Un engagement multidimensionnel
Dans le discours adressé aux participants à la 26e session de la Conférence des parties à la convention-cadre des Nations Unies sur les changements climatiques (COP26), qui s’est tenue du 1er au 13 novembre à Glasgow, le roi Mohammed VI a réitéré l’engagement du Maroc en faveur des questions du climat. Le Souverain a assuré que le Royaume a rehaussé le seuil de sa contribution déterminée au niveau national (NDC), soit l’équivalent d’une réduction des émissions de gaz à effet de serre de 45,5% d’ici 2030. «Ce dessein s’inscrit dans le cadre d’une stratégie intégrée de développement bas carbone à l’horizon 2050, visant le passage à une économie verte qui soit en accord avec les objectifs de durabilité, de renforcement de la résilience, d’adaptation et de protection de l’environnement, sur lesquels repose le Nouveau Modèle de développement (NMD) du Royaume», a rappelé le chef de l’État.
Au total, 151 pays ont présenté leurs NDC, dont le Maroc qui assure que le nouvel objectif de réduction de 45,5% de ses émissions d’ici 2030 est inconditionnel et sera réalisé à hauteur de 18,3% sans appui de la coopération internationale. Par ailleurs, le NMD du Royaume a érigé la justice climatique et l’économie verte au cœur de ses priorités.
À ce jour, 37% de la puissance électrique au Maroc sont générés par les énergies renouvelables et 50 projets d’énergies renouvelables d’une puissance installée de 3.950?mégawatts (MW) sont en cours de réalisation. Le Royaume produit déjà plus de 4.000 MW d’énergies éolienne et solaire et la part des énergies renouvelables pourrait dépasser les 60% en 2030.
Ayant fait le déplacement à Glasgow, le chef du gouvernement, Aziz Akhannouch, a pour sa part annoncé un renforcement des ambitions climatiques marocaines. L’exécutif entend mettre le paquet sur la recherche dans les secteurs de l’hydrogène, de l’efficacité énergétique des bâtiments et la mobilité électrique, entre autres. En vue d’accélérer la transition énergétique, plusieurs mesures sont entreprises pour développer aussi la biomasse-énergie, les énergies marines et l’hydrogène.
Le Maroc, meilleur élève du continent
Le modèle marocain en matière d’engagement climatique est une référence pour les pays africains. Le Maroc est aujourd’hui classé meilleur élève africain et quatrième mondial par le Réseau international d’action pour le climat et le New Climate Institute dans l’indice de Performance climatique de 2021.
La politique marocaine de l’eau avec les infrastructures de captation des eaux de pluie pour la consommation, l’irrigation et les barrages sont scrutés par les pays d’Afrique subsaharienne et présentent des pistes non négligeables d’échange d’expertise dans le cadre de la coopération Sud-Sud.
Le Maroc est aussi un précurseur dans le cadre de l’énergie solaire avec lacentrale Noor Ouarzazated’une capacité de 580MW lancée en 2009, l’une des plus grandes au monde.
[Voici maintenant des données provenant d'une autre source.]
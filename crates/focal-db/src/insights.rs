//! Coaching insight repository implementation.

use async_trait::async_trait;
use sqlx::{Pool, Postgres, Row};
use uuid::Uuid;

use focal_core::{CreateInsightRequest, Error, Insight, InsightRepository, Result};

const INSIGHT_COLUMNS: &str = "id, account_id, insight_type, title, content, metadata, \
     confidence_score, is_read, is_actionable, expires_at, created_at";

fn map_insight(row: sqlx::postgres::PgRow) -> Insight {
    let metadata: String = row.get("metadata");

    Insight {
        id: row.get("id"),
        account_id: row.get("account_id"),
        insight_type: row.get("insight_type"),
        title: row.get("title"),
        content: row.get("content"),
        metadata: serde_json::from_str(&metadata)
            .unwrap_or_else(|_| serde_json::Value::Object(serde_json::Map::new())),
        confidence_score: row.get("confidence_score"),
        is_read: row.get("is_read"),
        is_actionable: row.get("is_actionable"),
        expires_at: row.get("expires_at"),
        created_at: row.get("created_at"),
    }
}

/// PostgreSQL implementation of InsightRepository.
#[derive(Clone)]
pub struct PgInsightRepository {
    pool: Pool<Postgres>,
}

impl PgInsightRepository {
    pub fn new(pool: Pool<Postgres>) -> Self {
        Self { pool }
    }
}

#[async_trait]
impl InsightRepository for PgInsightRepository {
    async fn insert(&self, account_id: Uuid, req: CreateInsightRequest) -> Result<Insight> {
        let id = Uuid::now_v7();
        let metadata_json = serde_json::to_string(&req.metadata)?;

        let row = sqlx::query(&format!(
            "INSERT INTO insights (id, account_id, insight_type, title, content, metadata, \
             confidence_score, is_actionable, expires_at) \
             VALUES ($1, $2, $3, $4, $5, $6, $7, $8, $9) \
             RETURNING {INSIGHT_COLUMNS}"
        ))
        .bind(id)
        .bind(account_id)
        .bind(&req.insight_type)
        .bind(&req.title)
        .bind(&req.content)
        .bind(&metadata_json)
        .bind(req.confidence_score)
        .bind(req.is_actionable)
        .bind(req.expires_at)
        .fetch_one(&self.pool)
        .await
        .map_err(Error::Database)?;

        Ok(map_insight(row))
    }

    async fn list(&self, account_id: Uuid, limit: i64) -> Result<Vec<Insight>> {
        let rows = sqlx::query(&format!(
            "SELECT {INSIGHT_COLUMNS} FROM insights WHERE account_id = $1 \
             ORDER BY created_at DESC LIMIT $2"
        ))
        .bind(account_id)
        .bind(limit)
        .fetch_all(&self.pool)
        .await
        .map_err(Error::Database)?;

        Ok(rows.into_iter().map(map_insight).collect())
    }

    async fn latest(&self, account_id: Uuid, insight_type: &str) -> Result<Option<Insight>> {
        let row = sqlx::query(&format!(
            "SELECT {INSIGHT_COLUMNS} FROM insights \
             WHERE account_id = $1 AND insight_type = $2 \
             ORDER BY created_at DESC LIMIT 1"
        ))
        .bind(account_id)
        .bind(insight_type)
        .fetch_optional(&self.pool)
        .await
        .map_err(Error::Database)?;

        Ok(row.map(map_insight))
    }
}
Ellefournit de l’électricité à plus d’un million de ménages et réduit d’un million de tonnes par an les émissions de gaz à effet de serre injectées dans l’air.
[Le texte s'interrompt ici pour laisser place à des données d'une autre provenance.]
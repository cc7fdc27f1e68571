//! Integration tests for the note repository.
//!
//! This test suite validates:
//! - Insert derives text metrics and encodes tags
//! - Listing excludes archived notes, filters, searches, and paginates
//! - ILIKE wildcards in search input are treated literally
//! - Updates recompute metrics when the body changes and can clear category
//! - Template listing only returns template-flagged notes
//!
//! **IMPORTANT**: These tests require a fully migrated PostgreSQL database.
//! Run migrations first: `sqlx migrate run`

use focal_db::test_fixtures::{note_request, TestDatabase};
use focal_db::{
    CreateNoteRequest, ListNotesRequest, NoteRepository, Sentiment, SentimentLabel,
    UpdateNoteRequest,
};

#[tokio::test]
#[ignore] // Requires database connection
async fn test_insert_derives_metrics_and_tags() {
    let mut test_db = TestDatabase::new().await;
    let account = test_db.create_account("note-insert").await;

    let mut req = note_request("Standup", "Quick sync with the platform team today");
    req.tags = vec!["work".to_string(), "standup".to_string()];
    req.category = Some("meetings".to_string());

    let note = test_db
        .db
        .notes
        .insert(account.id, req)
        .await
        .expect("Failed to insert note");

    assert_eq!(note.word_count, 7);
    assert_eq!(note.character_count, 39);
    assert_eq!(note.reading_time, 1);
    assert_eq!(note.tags, vec!["work", "standup"]);
    assert_eq!(note.category.as_deref(), Some("meetings"));
    assert_eq!(note.sentiment_label, SentimentLabel::Neutral);
    assert!(!note.is_archived);
    assert!(note.last_accessed_at.is_none());

    test_db.cleanup().await;
}

#[tokio::test]
#[ignore] // Requires database connection
async fn test_list_filters_and_pagination() {
    let mut test_db = TestDatabase::new().await;
    let account = test_db.create_account("note-list").await;
    let notes = &test_db.db.notes;

    for i in 0..3 {
        let mut req = note_request(&format!("Journal {i}"), "Day in review");
        req.note_type = "journal".to_string();
        notes.insert(account.id, req).await.expect("insert");
    }
    let mut favorite = note_request("Pinned ideas", "Keep these around");
    favorite.category = Some("ideas".to_string());
    let favorite = notes.insert(account.id, favorite).await.expect("insert");
    notes
        .update(
            account.id,
            favorite.id,
            UpdateNoteRequest {
                is_favorite: Some(true),
                ..Default::default()
            },
        )
        .await
        .expect("update");

    // Archived notes disappear from every listing.
    let archived = notes
        .insert(account.id, note_request("Old drafts", "stale"))
        .await
        .expect("insert");
    notes
        .update(
            account.id,
            archived.id,
            UpdateNoteRequest {
                is_archived: Some(true),
                ..Default::default()
            },
        )
        .await
        .expect("update");

    let all = notes
        .list(account.id, ListNotesRequest::default())
        .await
        .expect("list");
    assert_eq!(all.total, 4);
    assert_eq!(all.page, 1);
    assert_eq!(all.per_page, 20);
    assert_eq!(all.total_pages, 1);
    assert!(all.notes.iter().all(|n| !n.is_archived));

    let journals = notes
        .list(
            account.id,
            ListNotesRequest {
                note_type: Some("journal".to_string()),
                ..Default::default()
            },
        )
        .await
        .expect("list");
    assert_eq!(journals.total, 3);

    let favorites = notes
        .list(
            account.id,
            ListNotesRequest {
                favorite: Some(true),
                ..Default::default()
            },
        )
        .await
        .expect("list");
    assert_eq!(favorites.total, 1);
    assert_eq!(favorites.notes[0].title, "Pinned ideas");

    let page2 = notes
        .list(
            account.id,
            ListNotesRequest {
                page: Some(2),
                per_page: Some(3),
                ..Default::default()
            },
        )
        .await
        .expect("list");
    assert_eq!(page2.total, 4);
    assert_eq!(page2.total_pages, 2);
    assert_eq!(page2.notes.len(), 1);

    test_db.cleanup().await;
}

#[tokio::test]
#[ignore] // Requires database connection
async fn test_search_is_substring_and_literal() {
    let mut test_db = TestDatabase::new().await;
    let account = test_db.create_account("note-search").await;
    let notes = &test_db.db.notes;

    notes
        .insert(account.id, note_request("Roadmap Q3", "Ship the 100% milestone"))
        .await
        .expect("insert");
    notes
        .insert(account.id, note_request("Groceries", "Milk and eggs"))
        .await
        .expect("insert");

    let hits = notes
        .list(
            account.id,
            ListNotesRequest {
                search: Some("roadmap".to_string()),
                ..Default::default()
            },
        )
        .await
        .expect("list");
    assert_eq!(hits.total, 1, "title match should be case-insensitive");

    let body_hits = notes
        .list(
            account.id,
            ListNotesRequest {
                search: Some("milestone".to_string()),
                ..Default::default()
            },
        )
        .await
        .expect("list");
    assert_eq!(body_hits.total, 1);

    // "100%" must match the literal text, not act as a wildcard.
    let literal = notes
        .list(
            account.id,
            ListNotesRequest {
                search: Some("100%".to_string()),
                ..Default::default()
            },
        )
        .await
        .expect("list");
    assert_eq!(literal.total, 1);

    let wildcard_probe = notes
        .list(
            account.id,
            ListNotesRequest {
                search: Some("%".to_string()),
                ..Default::default()
            },
        )
        .await
        .expect("list");
    assert_eq!(wildcard_probe.total, 1, "bare % only matches the note containing one");

    test_db.cleanup().await;
}

#[tokio::test]
#[ignore] // Requires database connection
async fn test_update_recomputes_metrics_and_clears_category() {
    let mut test_db = TestDatabase::new().await;
    let account = test_db.create_account("note-update").await;
    let notes = &test_db.db.notes;

    let mut req = note_request("Draft", "one two three");
    req.category = Some("inbox".to_string());
    let note = notes.insert(account.id, req).await.expect("insert");
    assert_eq!(note.word_count, 3);

    let updated = notes
        .update(
            account.id,
            note.id,
            UpdateNoteRequest {
                body: Some("one two three four five".to_string()),
                sentiment: Some(Sentiment {
                    score: 0.6,
                    label: SentimentLabel::Positive,
                }),
                category: Some(None),
                ..Default::default()
            },
        )
        .await
        .expect("update")
        .expect("note exists");

    assert_eq!(updated.word_count, 5);
    assert_eq!(updated.character_count, 23);
    assert_eq!(updated.sentiment_label, SentimentLabel::Positive);
    assert!((updated.sentiment_score - 0.6).abs() < f64::EPSILON);
    assert!(updated.category.is_none(), "Some(None) clears the category");
    assert!(updated.updated_at > note.updated_at);

    // An empty update is a read, not a write.
    let unchanged = notes
        .update(account.id, note.id, UpdateNoteRequest::default())
        .await
        .expect("update")
        .expect("note exists");
    assert_eq!(unchanged.updated_at, updated.updated_at);

    test_db.cleanup().await;
}

#[tokio::test]
#[ignore] // Requires database connection
async fn test_delete_and_ownership_scoping() {
    let mut test_db = TestDatabase::new().await;
    let owner = test_db.create_account("note-owner").await;
    let stranger = test_db.create_account("note-stranger").await;
    let notes = &test_db.db.notes;

    let note = notes
        .insert(owner.id, note_request("Private", "mine"))
        .await
        .expect("insert");

    // Another account can neither see nor delete it.
    assert!(notes
        .fetch(stranger.id, note.id)
        .await
        .expect("fetch")
        .is_none());
    assert!(!notes.delete(stranger.id, note.id).await.expect("delete"));

    assert!(notes.delete(owner.id, note.id).await.expect("delete"));
    assert!(notes
        .fetch(owner.id, note.id)
        .await
        .expect("fetch")
        .is_none());

    test_db.cleanup().await;
}

#[tokio::test]
#[ignore] // Requires database connection
async fn test_touch_access_stamps_timestamp() {
    let mut test_db = TestDatabase::new().await;
    let account = test_db.create_account("note-touch").await;
    let notes = &test_db.db.notes;

    let note = notes
        .insert(account.id, note_request("Read me", "body"))
        .await
        .expect("insert");
    assert!(note.last_accessed_at.is_none());

    notes.touch_access(note.id).await.expect("touch");

    let fresh = notes
        .fetch(account.id, note.id)
        .await
        .expect("fetch")
        .expect("note exists");
    assert!(fresh.last_accessed_at.is_some());

    test_db.cleanup().await;
}

#[tokio::test]
#[ignore] // Requires database connection
async fn test_template_notes_are_separate() {
    let mut test_db = TestDatabase::new().await;
    let account = test_db.create_account("note-template").await;
    let notes = &test_db.db.notes;

    let template = notes
        .insert(
            account.id,
            CreateNoteRequest {
                is_template: true,
                ..note_request("Weekly review", "## Wins\n\n## Blockers")
            },
        )
        .await
        .expect("insert");
    notes
        .insert(account.id, note_request("Ordinary", "plain note"))
        .await
        .expect("insert");

    let templates = notes.list_templates(account.id).await.expect("templates");
    assert_eq!(templates.len(), 1);
    assert_eq!(templates[0].id, template.id);

    let fetched = notes
        .fetch_template(account.id, template.id)
        .await
        .expect("fetch template");
    assert!(fetched.is_some());

    // A non-template note is not reachable through the template lookup.
    let ordinary_id = notes
        .list(account.id, ListNotesRequest::default())
        .await
        .expect("list")
        .notes
        .iter()
        .find(|n| !n.is_template)
        .map(|n| n.id)
        .expect("ordinary note listed");
    assert!(notes
        .fetch_template(account.id, ordinary_id)
        .await
        .expect("fetch template")
        .is_none());

    test_db.cleanup().await;
}

#[tokio::test]
#[ignore] // Requires database connection
async fn test_set_remote_page_stamps_id() {
    let mut test_db = TestDatabase::new().await;
    let account = test_db.create_account("note-remote").await;
    let notes = &test_db.db.notes;

    let note = notes
        .insert(account.id, note_request("Synced", "pushed upstream"))
        .await
        .expect("insert");
    assert!(note.remote_page_id.is_none());

    notes
        .set_remote_page(note.id, "page-8412")
        .await
        .expect("set remote page");

    let fresh = notes
        .fetch(account.id, note.id)
        .await
        .expect("fetch")
        .expect("note exists");
    assert_eq!(fresh.remote_page_id.as_deref(), Some("page-8412"));

    test_db.cleanup().await;
}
Bénéficiant d’un ensoleillement tout au long de l’année, le Maroc dispose d’un énorme potentiel en matière d’énergie solaire, mais les investissements considérables et les aides publiques nécessaires aux grands projets constituent un réel défi pour notre pays. Selon des experts en matière d’énergies renouvelables, le Maroc gagnerait plus à mettre l’accent sur des projets de moindre envergure aux résultats plus tangibles comme l’installation de panneaux photovoltaïques dans les exploitations agricoles, les usines, les complexes touristiques. Pour réussir ce pari, les autorités doivent mettre en place des mesures incitatives pour les opérateurs économiques qui n’ont souvent pas les moyens matériels de passer à l’énergie solaire. De ce fait, la dépendance aux énergies fossiles reste bien ancrée et même s’il compte parmi les pionniers de l’énergie verte dans la région, le Maroc n’a pas encore atteint le retour sur investissement escompté en la matière. La vérité est que la gestion de grands projets comme la centrale Noor Ouarzazate se fait à perte.
Le gouvernement a compris qu’il est temps de changer le modèle commercial de la vente d’énergie à l’État, reposant sur des partenariats publics-privés. Le 11 novembre dernier, le Conseil de gouvernement a adopté le projet de Loi n° 82.21 relatif à l’autoproduction de l’énergie électrique. Présenté par la ministre de la Transition énergétique et du Développement durable, Leila Benali, ce projet de loi vient adapter le cadre législatif et réglementaire régissant l’autoproduction de l’énergie électrique. Il vise, notamment, à réglementer l’activité d’autoproduction de l’énergie électrique à des fins d’autoconsommation, et ce, quels que soient la source de production, la nature du réseau, le niveau de la tension ou la capacité de l’installation utilisée, tout en assurant la sécurité du réseau électrique national. Ce projet de loi repose sur un certain nombre de principes fondamentaux, dont le droit pour toute personne physique ou morale de droit public ou privé de bénéficier du statut d’autoproducteur. De même, ce projet de loi prévoit trois systèmes qui encadrent l’autoproduction en cas de raccordement avec les réseaux d’électricité (système de déclaration, système d’agrément de raccordement et système d’autorisation). C’est un premier pas vers l’encouragement des investissements dans l’énergie propre. Mais aux yeux des experts en énergie, l’inapplicabilité de ce texte est évidente parce qu’il prévoit que le distributeur d’électricité limite les quantités injectées par les autoproducteurs à 10% de la production et envisage de pénaliser les contrevenants. L’intérêt des distributeurs a donc rimé sur l’intérêt général et celui des autoproducteurs existants ou potentiels.
Pour en revenir aux dangers qui nous guettent, notre pays fait déjà partie des 30 pays les plus en pénurie d’eau de la planète, selon l’Institut des ressources mondiales (WRI). Les périodes de sécheresse sont de plus en plus longues et intenses, et les nappes phréatiques s’assèchent. Le dérèglement climatique a pris des proportions dramatiques au Maroc au point d’amplifier l’exode rural. La migration climatique n’est pas un mythe, surtout que des villes marocaines sont également menacées par la hausse du niveau de la mer. D’ici à 2050, le changement climatique risque de contraindre des millions de personnes à migrer versl’intérieur du Royaume. Pour un meilleur lendemain, c’est maintenant qu’il faut agir et vite.